- _The task_: Reduce the material below to its lines containing "then".

- _Given records_:
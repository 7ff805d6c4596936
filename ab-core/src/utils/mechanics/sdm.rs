//! Variable-speed brushed-DC motor driver over a sigma-delta speed channel.
//!
//! One GPIO selects the rotation direction and one sigma-delta-modulated
//! output approximates an analog drive level. The channel is abstracted
//! behind [`SdmChannel`] so the driver can run against real hardware or the
//! recording fakes used in `tests/`.

use embedded_hal::delay::DelayNs;
use embedded_hal::digital::{OutputPin, PinState};

use super::density::DensityMap;
use super::{BdcMotor, MotorError, MotorState};

/// Default sample rate the speed channel is bound at, in Hz.
///
/// 1 MHz matched the observed motor; it is a tunable default, not a
/// universal constant.
pub const SDM_SAMPLE_RATE_HZ: u32 = 1_000_000;

/// Pulse-density output service consumed by [`SdmMotor`].
///
/// Implementations wrap one hardware sigma-delta channel. `bind` claims the
/// peripheral and starts it at the given sample rate; `release` is its
/// inverse and must be safe to call after a failed `bind`.
pub trait SdmChannel {
    /// Claim the channel peripheral and start it at `sample_rate_hz`.
    fn bind(&mut self, sample_rate_hz: u32) -> Result<(), MotorError>;

    /// Stop the channel and release the peripheral.
    fn release(&mut self) -> Result<(), MotorError>;

    /// Update the signed pulse density of a bound channel.
    fn set_pulse_density(&mut self, density: i8) -> Result<(), MotorError>;
}

impl<T: SdmChannel + ?Sized> SdmChannel for &mut T {
    fn bind(&mut self, sample_rate_hz: u32) -> Result<(), MotorError> {
        T::bind(self, sample_rate_hz)
    }

    fn release(&mut self) -> Result<(), MotorError> {
        T::release(self)
    }

    fn set_pulse_density(&mut self, density: i8) -> Result<(), MotorError> {
        T::set_pulse_density(self, density)
    }
}

/// Immutable creation parameters for an [`SdmMotor`].
///
/// Validated once in [`SdmMotor::new`] and never mutated afterwards.
#[derive(Debug, Clone, Copy, PartialEq, Eq)]
pub struct SdmMotorConfig {
    /// Direction-pin level that spins the motor clockwise.
    pub cw_lvl: bool,
    /// Duty percentage used when a command carries no explicit duty.
    pub default_duty: u8,
    /// Sample rate the speed channel is bound at.
    pub sample_rate_hz: u32,
    /// Duty-to-density calibration for this board revision.
    pub density: DensityMap,
}

impl Default for SdmMotorConfig {
    fn default() -> Self {
        Self {
            cw_lvl: true,
            default_duty: 50,
            sample_rate_hz: SDM_SAMPLE_RATE_HZ,
            density: DensityMap::GENERIC,
        }
    }
}

/// Variable-speed brushed-DC motor: one direction pin plus one bound
/// sigma-delta speed channel.
///
/// The direction pin is always written *before* the density so the channel
/// never drives current through a stale direction.
pub struct SdmMotor<P, C> {
    dir: P,
    channel: C,
    cw_lvl: bool,
    default_duty: u8,
    density: DensityMap,
    state: MotorState,
}

impl<P, C> SdmMotor<P, C>
where
    P: OutputPin,
    C: SdmChannel,
{
    /// Validate `config`, bind the speed channel, and return the motor in a
    /// safe idle state (direction pin low, off density on the channel).
    ///
    /// On any intermediate failure every resource acquired so far is
    /// released before the error is returned; a partially-initialized motor
    /// is never observable.
    pub fn new(config: SdmMotorConfig, mut dir: P, mut channel: C) -> Result<Self, MotorError> {
        if config.default_duty > 100 {
            tracing::error!("default duty {} out of range", config.default_duty);
            return Err(MotorError::InvalidArgument);
        }

        dir.set_low().map_err(|err| {
            tracing::error!("direction pin setup failed: {:?}", err);
            MotorError::PeripheralConfigFailed
        })?;

        channel.bind(config.sample_rate_hz)?;
        if let Err(err) = channel.set_pulse_density(config.density.off(false)) {
            let _ = channel.release();
            return Err(err);
        }

        Ok(Self {
            dir,
            channel,
            cw_lvl: config.cw_lvl,
            default_duty: config.default_duty,
            density: config.density,
            state: MotorState::Idle,
        })
    }

    /// Duty percentage substituted when a command carries none.
    pub fn default_duty(&self) -> u8 {
        self.default_duty
    }

    /// Spin clockwise at `duty` percent (clamped to 100).
    pub fn run_cw(&mut self, duty: u8) -> Result<(), MotorError> {
        let duty = duty.min(100);
        self.drive(self.cw_lvl, duty)?;
        self.state = MotorState::RunningCw { duty };
        Ok(())
    }

    /// Spin counter-clockwise at `duty` percent (clamped to 100).
    pub fn run_ccw(&mut self, duty: u8) -> Result<(), MotorError> {
        let duty = duty.min(100);
        self.drive(!self.cw_lvl, duty)?;
        self.state = MotorState::RunningCcw { duty };
        Ok(())
    }

    /// Drop the direction pin and feed the channel the off density.
    pub fn stop(&mut self) -> Result<(), MotorError> {
        self.dir.set_low().map_err(dir_write_failed)?;
        self.channel.set_pulse_density(self.density.off(false))?;
        self.state = MotorState::Idle;
        Ok(())
    }

    /// Run clockwise at the stored default duty for `duration_ms`, then stop.
    pub fn run_cw_default_timed(
        &mut self,
        duration_ms: u32,
        delay: &mut impl DelayNs,
    ) -> Result<(), MotorError> {
        BdcMotor::run_cw_timed(self, None, duration_ms, delay)
    }

    /// Run counter-clockwise at the stored default duty for `duration_ms`,
    /// then stop.
    pub fn run_ccw_default_timed(
        &mut self,
        duration_ms: u32,
        delay: &mut impl DelayNs,
    ) -> Result<(), MotorError> {
        BdcMotor::run_ccw_timed(self, None, duration_ms, delay)
    }

    /// Tear down the driver: best-effort stop, release the channel, and
    /// hand the hardware resources back to the caller.
    pub fn release(mut self) -> (P, C) {
        let _ = self.stop();
        let _ = self.channel.release();
        (self.dir, self.channel)
    }

    // Direction first; a failed direction write skips the density update.
    fn drive(&mut self, level: bool, duty: u8) -> Result<(), MotorError> {
        self.dir
            .set_state(PinState::from(level))
            .map_err(dir_write_failed)?;
        self.channel
            .set_pulse_density(self.density.density(level, duty))?;
        Ok(())
    }
}

fn dir_write_failed<E: core::fmt::Debug>(err: E) -> MotorError {
    tracing::warn!("direction pin write failed: {:?}", err);
    MotorError::IoFailure
}

impl<P, C> BdcMotor for SdmMotor<P, C>
where
    P: OutputPin,
    C: SdmChannel,
{
    fn run_cw(&mut self, duty: Option<u8>) -> Result<(), MotorError> {
        SdmMotor::run_cw(self, duty.unwrap_or(self.default_duty))
    }

    fn run_ccw(&mut self, duty: Option<u8>) -> Result<(), MotorError> {
        SdmMotor::run_ccw(self, duty.unwrap_or(self.default_duty))
    }

    fn stop(&mut self) -> Result<(), MotorError> {
        SdmMotor::stop(self)
    }

    fn state(&self) -> MotorState {
        self.state
    }
}
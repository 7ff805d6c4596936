use ab_core::utils::mechanics::density::DensityMap;

/// Duty 0 and duty 100 hit the configured bounds exactly, not approximately.
#[test]
fn boundary_exactness_generic() {
    let map = DensityMap::GENERIC;
    assert_eq!(map.density(false, 0), 80);
    assert_eq!(map.density(false, 100), i8::MAX);
    assert_eq!(map.density(true, 0), -76);
    assert_eq!(map.density(true, 100), i8::MIN);
}

#[test]
fn boundary_exactness_rev_b() {
    let map = DensityMap::REV_B;
    assert_eq!(map.density(false, 0), 87);
    assert_eq!(map.density(false, 100), i8::MAX);
    assert_eq!(map.density(true, 0), -110);
    assert_eq!(map.density(true, 100), i8::MIN);
}

/// Within each direction the mapping is monotonic over the whole duty range:
/// non-decreasing for the low-level band, non-increasing for the high-level
/// band (whose bounds run toward the negative extreme).
#[test]
fn monotonic_over_full_duty_range() {
    for map in [DensityMap::GENERIC, DensityMap::REV_B] {
        let mut prev_low = map.density(false, 0);
        let mut prev_high = map.density(true, 0);
        for duty in 1..=100u8 {
            let low = map.density(false, duty);
            let high = map.density(true, duty);
            assert!(low >= prev_low, "low band regressed at duty {duty}");
            assert!(high <= prev_high, "high band regressed at duty {duty}");
            prev_low = low;
            prev_high = high;
        }
    }
}

/// Representative interior points, checked against hand-computed values.
#[test]
fn interior_values() {
    let map = DensityMap::GENERIC;
    assert_eq!(map.density(false, 50), 103); // 80 + 47 * 50 / 100
    assert_eq!(map.density(true, 50), -102); // -76 - 52 * 50 / 100
    assert_eq!(map.density(false, 5), 82);
    assert_eq!(map.density(true, 5), -78);

    let map = DensityMap::REV_B;
    assert_eq!(map.density(false, 50), 107); // 87 + 40 * 50 / 100
    assert_eq!(map.density(true, 50), -119); // -110 - 18 * 50 / 100
}

/// The encoder is a pure function: same inputs, same output.
#[test]
fn deterministic() {
    let map = DensityMap::GENERIC;
    for duty in 0..=100u8 {
        for level in [false, true] {
            assert_eq!(map.density(level, duty), map.density(level, duty));
        }
    }
}

/// The off density is the representable extreme opposite the drive band and
/// does not depend on the calibrated bounds.
#[test]
fn off_density_is_opposite_extreme() {
    for map in [DensityMap::GENERIC, DensityMap::REV_B] {
        assert_eq!(map.off(false), i8::MIN);
        assert_eq!(map.off(true), i8::MAX);
    }
}

#[test]
fn custom_bounds_are_honored() {
    let map = DensityMap::new((-90, i8::MIN), (70, 120));
    assert_eq!(map.density(true, 0), -90);
    assert_eq!(map.density(false, 100), 120);
    assert_eq!(map.bounds(false), (70, 120));
}
//! Utility re-exports and helper macros for the AutoBlinds actuator.
//!
//! This module re-exports the motor-drive layer and provides a helper macro
//! for static initialization:
//!
//! - `mechanics`: brushed-DC motor drivers (TTL bridge and sigma-delta speed
//!   channel topologies), the pulse-density encoder, and the command-channel
//!   controller that sits between the outer task loop and the hardware
//!
//! The `mk_static!` macro simplifies static initialization in no-std contexts.

pub mod mechanics;

pub use mechanics::{BdcMotor, MechanicsController, MotorCommand, MotorError, MOTOR_CHANNEL};

#[macro_export]
/// Initialize a no-std static cell and write the given value into it.
///
/// This macro creates a `static_cell::StaticCell` for type `$t` and initializes
/// it with `$val`, returning a mutable reference to the stored value.
macro_rules! mk_static {
    ($t:ty, $val:expr) => {{
        static STATIC_CELL: static_cell::StaticCell<$t> = static_cell::StaticCell::new();
        STATIC_CELL.uninit().write($val)
    }};
}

- _Answer to this task_:
    /// Run clockwise at the stored default duty for `duration_ms`, then stop.
    /// then stop.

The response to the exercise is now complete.